//! Regex matching with caller-supplied serializers.

#[path = "../util/mod.rs"]
mod utils;

#[cfg(test)]
mod tests {
    use std::sync::Arc;

    use super::utils::params;
    use angular_router::rules::route_paths::{GeneratedUrl, RegexRoutePath, RoutePath};
    use angular_router::{parse_url, Params, RouterError};

    fn serializer() -> angular_router::rules::route_paths::RegexSerializer {
        Arc::new(|params: &Params| {
            let a = params.get("a").map(ToString::to_string).unwrap_or_default();
            let b = params.get("b").map(ToString::to_string).unwrap_or_default();
            GeneratedUrl::new(format!("{}/{}", a, b), Params::new())
        })
    }

    #[test]
    fn should_have_a_fixed_shape() {
        let path = RegexRoutePath::new("^(.+)/(.+)$", serializer()).unwrap();
        assert_eq!(path.specificity(), "2");
        assert!(path.terminal());
        assert_eq!(path.hash(), "^(.+)/(.+)$");
        assert_eq!(path.to_string(), "^(.+)/(.+)$");
    }

    #[test]
    fn should_name_capture_groups_by_position() {
        let path = RegexRoutePath::new("^(.+)/(.+)$", serializer()).unwrap();
        let url = parse_url("/hello/world").unwrap();

        let matched = path.match_url(&url).unwrap();
        assert_eq!(matched.url_path, "hello/world");
        assert_eq!(
            matched.all_params,
            params(&[("0", "hello/world"), ("1", "hello"), ("2", "world")])
        );
        assert!(matched.rest.is_none());
    }

    #[test]
    fn should_not_match_when_the_regex_does_not() {
        let path = RegexRoutePath::new("^(.+)/(.+)$", serializer()).unwrap();
        assert!(path.match_url(&parse_url("/hello").unwrap()).is_none());
    }

    #[test]
    fn should_generate_with_the_serializer() {
        let path = RegexRoutePath::new("^(.+)/(.+)$", serializer()).unwrap();
        let generated = path.generate_url(&params(&[("a", "x"), ("b", "y")])).unwrap();
        assert_eq!(generated.url_path, "x/y");
    }

    #[test]
    fn should_reject_an_invalid_regex() {
        let err = RegexRoutePath::new("(", serializer()).unwrap_err();
        assert!(matches!(err, RouterError::InvalidRegex { .. }));
    }
}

= = =

Work item = Each record has to be given again exactly as written.

Response below =
//! Regex matching with caller-supplied serializers.

#[path = "../util/mod.rs"]
mod utils;

#[cfg(test)]
mod tests {
    use std::sync::Arc;

    use super::utils::params;
    use angular_router::rules::route_paths::{GeneratedUrl, RegexRoutePath, RoutePath};
    use angular_router::{parse_url, Params, RouterError};

    fn serializer() -> angular_router::rules::route_paths::RegexSerializer {
        Arc::new(|params: &Params| {
            let a = params.get("a").map(ToString::to_string).unwrap_or_default();
            let b = params.get("b").map(ToString::to_string).unwrap_or_default();
            GeneratedUrl::new(format!("{}/{}", a, b), Params::new())
        })
    }

    #[test]
    fn should_have_a_fixed_shape() {
        let path = RegexRoutePath::new("^(.+)/(.+)$", serializer()).unwrap();
        assert_eq!(path.specificity(), "2");
        assert!(path.terminal());
        assert_eq!(path.hash(), "^(.+)/(.+)$");
        assert_eq!(path.to_string(), "^(.+)/(.+)$");
    }

    #[test]
    fn should_name_capture_groups_by_position() {
        let path = RegexRoutePath::new("^(.+)/(.+)$", serializer()).unwrap();
        let url = parse_url("/hello/world").unwrap();

        let matched = path.match_url(&url).unwrap();
        assert_eq!(matched.url_path, "hello/world");
        assert_eq!(
            matched.all_params,
            params(&[("0", "hello/world"), ("1", "hello"), ("2", "world")])
        );
        assert!(matched.rest.is_none());
    }

    #[test]
    fn should_not_match_when_the_regex_does_not() {
        let path = RegexRoutePath::new("^(.+)/(.+)$", serializer()).unwrap();
        assert!(path.match_url(&parse_url("/hello").unwrap()).is_none());
    }

    #[test]
    fn should_generate_with_the_serializer() {
        let path = RegexRoutePath::new("^(.+)/(.+)$", serializer()).unwrap();
        let generated = path.generate_url(&params(&[("a", "x"), ("b", "y")])).unwrap();
        assert_eq!(generated.url_path, "x/y");
    }

    #[test]
    fn should_reject_an_invalid_regex() {
        let err = RegexRoutePath::new("(", serializer()).unwrap_err();
        assert!(matches!(err, RouterError::InvalidRegex { .. }));
    }
}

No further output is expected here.